Writing a check by the light of a nearby movie marquee, Bethel was startled by a sudden knock on his car window. Outside were two young boys aged around 10-14. “Oh great,” Bethel initially thought, “They’re going to hit me up for money.” Though, he quickly became filled with “an overwhelming sense of fear and unearthliness.”

The children told him that they meant to go to the movies but forgot their money. They asked for a ride to their mother’s house. Suspicious, Bethel asked, “What movie were you going to see?” The youth responded, “Mortal Kombat, of course.”

“C’mon mister. Let us in. We can’t get in your car until you do,” the kids implored. “Just let us in, and we’ll be gone before you know it.” It was at this time that Bethel made eye contact with the kids. Their eyes “were coal black. No pupil. No iris. Just two orbs reflecting the red and white light of the marquee.”

“We can’t come in unless you tell us it’s okay. LET… US… IN!” Bethel tore out of the parking lot leaving the kids behind. Later he would tell a friend, “I kept the doors and windows locked. I knew if they came in, they would kill me.”

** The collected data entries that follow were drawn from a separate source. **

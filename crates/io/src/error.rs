use std::io;
use std::path::PathBuf;
use thiserror::Error;

/// Errors raised while reading or writing `.pts` point files.
///
/// Every parse failure names the file and the 1-based line number.
#[derive(Debug, Error)]
pub enum PtsError {
    #[error("{}: {source}", path.display())]
    Io {
        path: PathBuf,
        #[source]
        source: io::Error,
    },

    #[error("{}: file contains no points", path.display())]
    Empty { path: PathBuf },

    #[error("{}:{line}: expected {expected} fields, found {found}", path.display())]
    FieldCount {
        path: PathBuf,
        line: usize,
        expected: FieldSpec,
        found: usize,
    },

    #[error("{}:{line}: cannot parse {token:?} as {kind}", path.display())]
    InvalidNumber {
        path: PathBuf,
        line: usize,
        token: String,
        kind: &'static str,
    },
}

impl PtsError {
    /// Line number the error points at, if it is a parse error.
    pub fn line(&self) -> Option<usize> {
        match self {
            PtsError::FieldCount { line, .. } | PtsError::InvalidNumber { line, .. } => Some(*line),
            PtsError::Io { .. } | PtsError::Empty { .. } => None,
        }
    }

    pub(crate) fn io(path: impl Into<PathBuf>, source: io::Error) -> Self {
        PtsError::Io {
            path: path.into(),
            source,
        }
    }
}

/// How many whitespace-separated fields a line must carry.
#[derive(Debug, Clone, Copy, PartialEq, Eq)]
pub enum FieldSpec {
    AtLeast(usize),
    Exactly(usize),
}

impl std::fmt::Display for FieldSpec {
    fn fmt(&self, f: &mut std::fmt::Formatter<'_>) -> std::fmt::Result {
        match self {
            FieldSpec::AtLeast(n) => write!(f, "at least {}", n),
            FieldSpec::Exactly(n) => write!(f, "exactly {}", n),
        }
    }
}

impl FieldSpec {
    pub fn accepts(self, found: usize) -> bool {
        match self {
            FieldSpec::AtLeast(n) => found >= n,
            FieldSpec::Exactly(n) => found == n,
        }
    }
}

With his post, Bethel created the Black-Eyed Kids (BEK for short), an internet urban legend, Slender Man for boomers. Rooted in middle class fears of the homeless, of unattended youths, and of property invasion, BEK stories blew up in the late aughts inspiring hundreds of internet “accounts” across a variety of sitesCoast to Coast episodes, several books, a series of graphic novels, and even a couple of lackluster found-footage horror movies. Like all folklore, BEK stories speak to the deep anxieties of a population that is increasingly isolated and socially alienated. It is a story for a culture that takes seriously Margaret Thatcher’s dictum “There’s no such thing as society,” only individuals.

“Monsters that Look Like People”

Tales of black-eyed kids typically come in two varieties: the home invasion and the roadside encounter. In the home invasion, a knock is heard at the door, usually in the late hours of the night. Outside stand one or, more often, two children who ask to come inside to use the phone. At first the hapless victim is sympathetic to the request, but then a sense of dread takes over leading to the discovery of their unearthly black eyes.

In the most common version of the roadside encounter, the hero is approached while they are either in or near their car and asked by the children to be let inside. Other versions include pedestrian encounters outside the home or on the sidewalk. In all cases, the encounter fills the experiencer with a deep fear and anxiety.

The kids themselves are described as being between the ages of 6 and 16, pale skinned, and having all black eyes. Clad in non-descript clothes, usually a hoody and jeans, they have a confidence with adults that puts BEK readers/writers on edge. “While the average child or teenager is not inclined to approach adults,” writes BEK researcher David Weatherly in his book Black Eyed Children, “these children have no qualms about doing so.”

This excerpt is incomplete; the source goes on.